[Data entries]
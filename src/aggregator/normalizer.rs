//! Record normalization.
//!
//! Turns a `RawRecord` into a `NormalizedRecord` with an explicit group key,
//! display name, kind, word count and timestamp, or reports why the record
//! cannot be attributed to any group.

use super::accumulator::{GroupKey, SkipStats};
use crate::parser::schema::{RawRecord, RecordKind};
use crate::utils::config::DEFAULT_DELIMITER;
use crate::utils::error::{EngineError, RecordSkip};
use chrono::{DateTime, NaiveDate, NaiveDateTime, Utc};
use log::{debug, trace};
use serde::{Deserialize, Serialize};
use std::fmt;
use std::str::FromStr;

/// Where a record's word count comes from
#[derive(Debug, Clone, Copy, Default, PartialEq, Eq, Hash, Serialize, Deserialize)]
#[serde(rename_all = "snake_case", try_from = "String")]
pub enum WordSource {
    /// Whitespace tokens of the record's `label`
    #[default]
    Label,

    /// The record's precomputed `word_count` field
    WordCount,
}

impl FromStr for WordSource {
    type Err = EngineError;

    fn from_str(s: &str) -> Result<Self, Self::Err> {
        match s.trim().to_ascii_lowercase().as_str() {
            "label" => Ok(WordSource::Label),
            "word_count" | "wordcount" => Ok(WordSource::WordCount),
            _ => Err(EngineError::InvalidWordSource(s.to_string())),
        }
    }
}

impl TryFrom<String> for WordSource {
    type Error = EngineError;

    fn try_from(value: String) -> Result<Self, Self::Error> {
        value.parse()
    }
}

impl fmt::Display for WordSource {
    fn fmt(&self, f: &mut fmt::Formatter<'_>) -> fmt::Result {
        match self {
            WordSource::Label => f.write_str("label"),
            WordSource::WordCount => f.write_str("word_count"),
        }
    }
}

/// Options shared by every record in one normalization pass
#[derive(Debug, Clone, PartialEq, Eq, Hash)]
pub struct NormalizeOptions {
    pub delimiter: String,
    pub word_source: WordSource,
}

impl Default for NormalizeOptions {
    fn default() -> Self {
        Self {
            delimiter: DEFAULT_DELIMITER.to_string(),
            word_source: WordSource::Label,
        }
    }
}

/// A record's position in time, if it has a usable one
#[derive(Debug, Clone, PartialEq, Eq)]
pub enum RecordTime {
    Missing,
    Unparseable(String),
    At(DateTime<Utc>),
}

impl RecordTime {
    pub fn instant(&self) -> Option<DateTime<Utc>> {
        match self {
            RecordTime::At(ts) => Some(*ts),
            _ => None,
        }
    }

    /// Why this record cannot be placed on a time axis, if it cannot
    pub fn skip_reason(&self) -> Option<RecordSkip> {
        match self {
            RecordTime::Missing => Some(RecordSkip::MissingTimestamp),
            RecordTime::Unparseable(raw) => Some(RecordSkip::UnparseableTimestamp(raw.clone())),
            RecordTime::At(_) => None,
        }
    }
}

/// A record attributed to a group
#[derive(Debug, Clone, PartialEq, Eq)]
pub struct NormalizedRecord {
    pub group_key: GroupKey,
    pub group_name: String,
    pub kind: RecordKind,
    pub word_count: u64,
    pub timestamp: RecordTime,
}

/// Normalized records of one run plus the entity skips
#[derive(Debug, Clone, Default)]
pub struct NormalizedBatch {
    pub records: Vec<NormalizedRecord>,
    pub skipped: SkipStats,
}

/// Normalize a single record
///
/// **Public** - pure; no side effects
///
/// # Errors
/// * `RecordSkip::MissingEntity` - No `title_number`
/// * `RecordSkip::EmptyEntity` - `title_number` has an empty leading token
pub fn normalize_record(
    record: &RawRecord,
    options: &NormalizeOptions,
) -> Result<NormalizedRecord, RecordSkip> {
    let label = record.title_number.as_deref().ok_or(RecordSkip::MissingEntity)?;
    let (key, name) = split_entity_label(label, &options.delimiter).ok_or(RecordSkip::EmptyEntity)?;

    let word_count = match options.word_source {
        WordSource::Label => record
            .label
            .as_deref()
            .map(count_words)
            .unwrap_or(0),
        WordSource::WordCount => record.word_count.unwrap_or(0),
    };

    let timestamp = match record.date.as_deref() {
        None => RecordTime::Missing,
        Some(raw) => match parse_timestamp(raw) {
            Some(ts) => RecordTime::At(ts),
            None => RecordTime::Unparseable(raw.to_string()),
        },
    };

    Ok(NormalizedRecord {
        group_key: GroupKey::new(key),
        group_name: name.unwrap_or(key).to_string(),
        kind: record.record_kind(),
        word_count,
        timestamp,
    })
}

/// Normalize every record, counting the ones that belong to no group
pub fn normalize_records(records: &[RawRecord], options: &NormalizeOptions) -> NormalizedBatch {
    let mut batch = NormalizedBatch {
        records: Vec::with_capacity(records.len()),
        skipped: SkipStats::default(),
    };

    for (index, record) in records.iter().enumerate() {
        match normalize_record(record, options) {
            Ok(normalized) => batch.records.push(normalized),
            Err(reason) => {
                trace!("Skipping record {}: {}", index, reason);
                batch.skipped.missing_entity += 1;
            }
        }
    }

    if batch.skipped.missing_entity > 0 {
        debug!(
            "Skipped {} of {} records without a usable title number",
            batch.skipped.missing_entity,
            records.len()
        );
    }

    batch
}

/// Split `"<key><delimiter><name>"` into trimmed key and optional name
///
/// Returns `None` when the key is empty after trimming. A blank name is
/// reported as absent.
pub fn split_entity_label<'a>(label: &'a str, delimiter: &str) -> Option<(&'a str, Option<&'a str>)> {
    let (key, name) = match label.split_once(delimiter) {
        Some((key, name)) => (key.trim(), Some(name.trim())),
        None => (label.trim(), None),
    };

    if key.is_empty() {
        return None;
    }

    Some((key, name.filter(|n| !n.is_empty())))
}

/// Number of whitespace-separated tokens
pub fn count_words(text: &str) -> u64 {
    text.split_whitespace().count() as u64
}

/// Parse a record date
///
/// Accepts RFC 3339, naive date-times (`T` or space separated, to the second
/// or the minute, with an optional `Z`) and the date-only forms `YYYY-MM-DD`,
/// `YYYY/MM/DD`, `MM-DD-YYYY` and `MM/DD/YYYY`. Naive values are UTC;
/// date-only values mean midnight.
pub fn parse_timestamp(raw: &str) -> Option<DateTime<Utc>> {
    let raw = raw.trim();
    if raw.is_empty() {
        return None;
    }

    if let Ok(ts) = DateTime::parse_from_rfc3339(raw) {
        return Some(ts.with_timezone(&Utc));
    }

    // Minute precision, optionally with a trailing Z
    let naive_raw = raw.strip_suffix('Z').unwrap_or(raw);
    for format in [
        "%Y-%m-%dT%H:%M:%S%.f",
        "%Y-%m-%d %H:%M:%S%.f",
        "%Y-%m-%dT%H:%M",
        "%Y-%m-%d %H:%M",
    ] {
        if let Ok(naive) = NaiveDateTime::parse_from_str(naive_raw, format) {
            return Some(naive.and_utc());
        }
    }

    for format in ["%Y-%m-%d", "%Y/%m/%d", "%m-%d-%Y", "%m/%d/%Y"] {
        if let Ok(date) = NaiveDate::parse_from_str(raw, format) {
            return date.and_hms_opt(0, 0, 0).map(|naive| naive.and_utc());
        }
    }

    None
}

*Exercise details*
Each line holding the word "only" must be pulled from the records.

*Answer below*
/// or the minute, with an optional `Z`) and the date-only forms `YYYY-MM-DD`,
/// date-only values mean midnight.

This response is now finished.